Every record that follows should be output exactly as it is given.

Collected data
Segment Open
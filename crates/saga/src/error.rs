//! Saga error types.

use common::OrderId;
use domain::{MessageError, TransitionError, ValidationError};
use message_queue::QueueError;
use record_store::StoreError;
use thiserror::Error;

/// Coarse classification of a [`SagaError`].
///
/// The kind decides what happens at a component boundary: synchronous callers
/// get a client or server fault, queue consumers acknowledge or redeliver.
#[derive(Debug, Clone, Copy, PartialEq, Eq, Hash)]
pub enum ErrorKind {
    /// Caller-supplied data is malformed or out of range. Never retried.
    Validation,
    /// The operation does not apply to the current persisted state. Dropped.
    InvalidState,
    /// A store or queue call failed. Left to the caller or the transport.
    Infrastructure,
}

impl ErrorKind {
    /// Returns the kind name, used as a metrics label.
    pub fn as_str(&self) -> &'static str {
        match self {
            ErrorKind::Validation => "validation",
            ErrorKind::InvalidState => "invalid_state",
            ErrorKind::Infrastructure => "infrastructure",
        }
    }
}

impl std::fmt::Display for ErrorKind {
    fn fmt(&self, f: &mut std::fmt::Formatter<'_>) -> std::fmt::Result {
        write!(f, "{}", self.as_str())
    }
}

/// Errors that can occur while a service handles a request or message.
#[derive(Debug, Error)]
pub enum SagaError {
    /// Request or message content failed validation.
    #[error("{0}")]
    Validation(#[from] ValidationError),

    /// A queue message could not be decoded or encoded.
    #[error("{0}")]
    Message(#[from] MessageError),

    /// The referenced order does not exist.
    #[error("Order not found: {0}")]
    OrderNotFound(OrderId),

    /// The order exists but is not waiting for a payment.
    #[error("Order {order_id} is not awaiting payment: {reason}")]
    NotAwaitingPayment { order_id: OrderId, reason: String },

    /// An order status change outside the transition table was attempted.
    #[error("{0}")]
    Transition(#[from] TransitionError),

    /// Record store error.
    #[error("Record store error: {0}")]
    Store(#[from] StoreError),

    /// Queue error.
    #[error("Queue error: {0}")]
    Queue(#[from] QueueError),
}

impl SagaError {
    /// Classifies the error.
    pub fn kind(&self) -> ErrorKind {
        match self {
            SagaError::Validation(_) => ErrorKind::Validation,
            SagaError::Message(MessageError::Serialization(_)) => ErrorKind::Infrastructure,
            SagaError::Message(_) => ErrorKind::Validation,
            SagaError::OrderNotFound(_)
            | SagaError::NotAwaitingPayment { .. }
            | SagaError::Transition(_) => ErrorKind::InvalidState,
            SagaError::Store(_) | SagaError::Queue(_) => ErrorKind::Infrastructure,
        }
    }
}

/// Convenience type alias for saga results.
pub type Result<T> = std::result::Result<T, SagaError>;
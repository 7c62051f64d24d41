//! Domain error types.

use thiserror::Error;

use crate::status::OrderStatus;

/// Caller-supplied data is malformed or out of range.
///
/// The display text of the field variants is part of the external contract:
/// it is what the intake and payment endpoints report after
/// `Invalid request body: `.
#[derive(Debug, Clone, PartialEq, Eq, Error)]
pub enum ValidationError {
    #[error("invalid user_id")]
    UserId,

    #[error("invalid item")]
    Item,

    #[error("invalid quantity")]
    Quantity,

    #[error("invalid total_price")]
    TotalPrice,

    #[error("invalid order_id")]
    OrderId,

    #[error("invalid status")]
    Status,

    /// The body could not be decoded at all.
    #[error("{0}")]
    Malformed(String),
}

impl From<serde_json::Error> for ValidationError {
    fn from(err: serde_json::Error) -> Self {
        ValidationError::Malformed(err.to_string())
    }
}

/// An order status change outside the transition table was attempted.
#[derive(Debug, Clone, PartialEq, Eq, Error)]
pub enum TransitionError {
    #[error("Invalid order status transition: {from} -> {to}")]
    InvalidTransition { from: OrderStatus, to: OrderStatus },
}

/// A queue message could not be decoded.
#[derive(Debug, Error)]
pub enum MessageError {
    /// The body is not a valid message of the expected kind.
    #[error("Malformed {kind} message: {source}")]
    Malformed {
        kind: &'static str,
        #[source]
        source: serde_json::Error,
    },

    /// The message was written with a newer schema than this build understands.
    #[error("Unsupported {kind} message schema version {version}")]
    UnsupportedVersion { kind: &'static str, version: u32 },

    /// The message could not be encoded.
    #[error("Serialization error: {0}")]
    Serialization(#[from] serde_json::Error),
}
Segment Closed
__SOLUTION FOR THIS EXERCISE__:
filename crates/saga/src/error.rs
//! Saga error types.

use common::OrderId;
use domain::{MessageError, TransitionError, ValidationError};
use message_queue::QueueError;
use record_store::StoreError;
use thiserror::Error;

/// Coarse classification of a [`SagaError`].
///
/// The kind decides what happens at a component boundary: synchronous callers
/// get a client or server fault, queue consumers acknowledge or redeliver.
#[derive(Debug, Clone, Copy, PartialEq, Eq, Hash)]
pub enum ErrorKind {
    /// Caller-supplied data is malformed or out of range. Never retried.
    Validation,
    /// The operation does not apply to the current persisted state. Dropped.
    InvalidState,
    /// A store or queue call failed. Left to the caller or the transport.
    Infrastructure,
}

impl ErrorKind {
    /// Returns the kind name, used as a metrics label.
    pub fn as_str(&self) -> &'static str {
        match self {
            ErrorKind::Validation => "validation",
            ErrorKind::InvalidState => "invalid_state",
            ErrorKind::Infrastructure => "infrastructure",
        }
    }
}

impl std::fmt::Display for ErrorKind {
    fn fmt(&self, f: &mut std::fmt::Formatter<'_>) -> std::fmt::Result {
        write!(f, "{}", self.as_str())
    }
}

/// Errors that can occur while a service handles a request or message.
#[derive(Debug, Error)]
pub enum SagaError {
    /// Request or message content failed validation.
    #[error("{0}")]
    Validation(#[from] ValidationError),

    /// A queue message could not be decoded or encoded.
    #[error("{0}")]
    Message(#[from] MessageError),

    /// The referenced order does not exist.
    #[error("Order not found: {0}")]
    OrderNotFound(OrderId),

    /// The order exists but is not waiting for a payment.
    #[error("Order {order_id} is not awaiting payment: {reason}")]
    NotAwaitingPayment { order_id: OrderId, reason: String },

    /// An order status change outside the transition table was attempted.
    #[error("{0}")]
    Transition(#[from] TransitionError),

    /// Record store error.
    #[error("Record store error: {0}")]
    Store(#[from] StoreError),

    /// Queue error.
    #[error("Queue error: {0}")]
    Queue(#[from] QueueError),
}

impl SagaError {
    /// Classifies the error.
    pub fn kind(&self) -> ErrorKind {
        match self {
            SagaError::Validation(_) => ErrorKind::Validation,
            SagaError::Message(MessageError::Serialization(_)) => ErrorKind::Infrastructure,
            SagaError::Message(_) => ErrorKind::Validation,
            SagaError::OrderNotFound(_)
            | SagaError::NotAwaitingPayment { .. }
            | SagaError::Transition(_) => ErrorKind::InvalidState,
            SagaError::Store(_) | SagaError::Queue(_) => ErrorKind::Infrastructure,
        }
    }
}

/// Convenience type alias for saga results.
pub type Result<T> = std::result::Result<T, SagaError>;
repository 7c62051f64d24d41
//! Domain error types.

use thiserror::Error;

use crate::status::OrderStatus;

/// Caller-supplied data is malformed or out of range.
///
/// The display text of the field variants is part of the external contract:
/// it is what the intake and payment endpoints report after
/// `Invalid request body: `.
#[derive(Debug, Clone, PartialEq, Eq, Error)]
pub enum ValidationError {
    #[error("invalid user_id")]
    UserId,

    #[error("invalid item")]
    Item,

    #[error("invalid quantity")]
    Quantity,

    #[error("invalid total_price")]
    TotalPrice,

    #[error("invalid order_id")]
    OrderId,

    #[error("invalid status")]
    Status,

    /// The body could not be decoded at all.
    #[error("{0}")]
    Malformed(String),
}

impl From<serde_json::Error> for ValidationError {
    fn from(err: serde_json::Error) -> Self {
        ValidationError::Malformed(err.to_string())
    }
}

/// An order status change outside the transition table was attempted.
#[derive(Debug, Clone, PartialEq, Eq, Error)]
pub enum TransitionError {
    #[error("Invalid order status transition: {from} -> {to}")]
    InvalidTransition { from: OrderStatus, to: OrderStatus },
}

/// A queue message could not be decoded.
#[derive(Debug, Error)]
pub enum MessageError {
    /// The body is not a valid message of the expected kind.
    #[error("Malformed {kind} message: {source}")]
    Malformed {
        kind: &'static str,
        #[source]
        source: serde_json::Error,
    },

    /// The message was written with a newer schema than this build understands.
    #[error("Unsupported {kind} message schema version {version}")]
    UnsupportedVersion { kind: &'static str, version: u32 },

    /// The message could not be encoded.
    #[error("Serialization error: {0}")]
    Serialization(#[from] serde_json::Error),
}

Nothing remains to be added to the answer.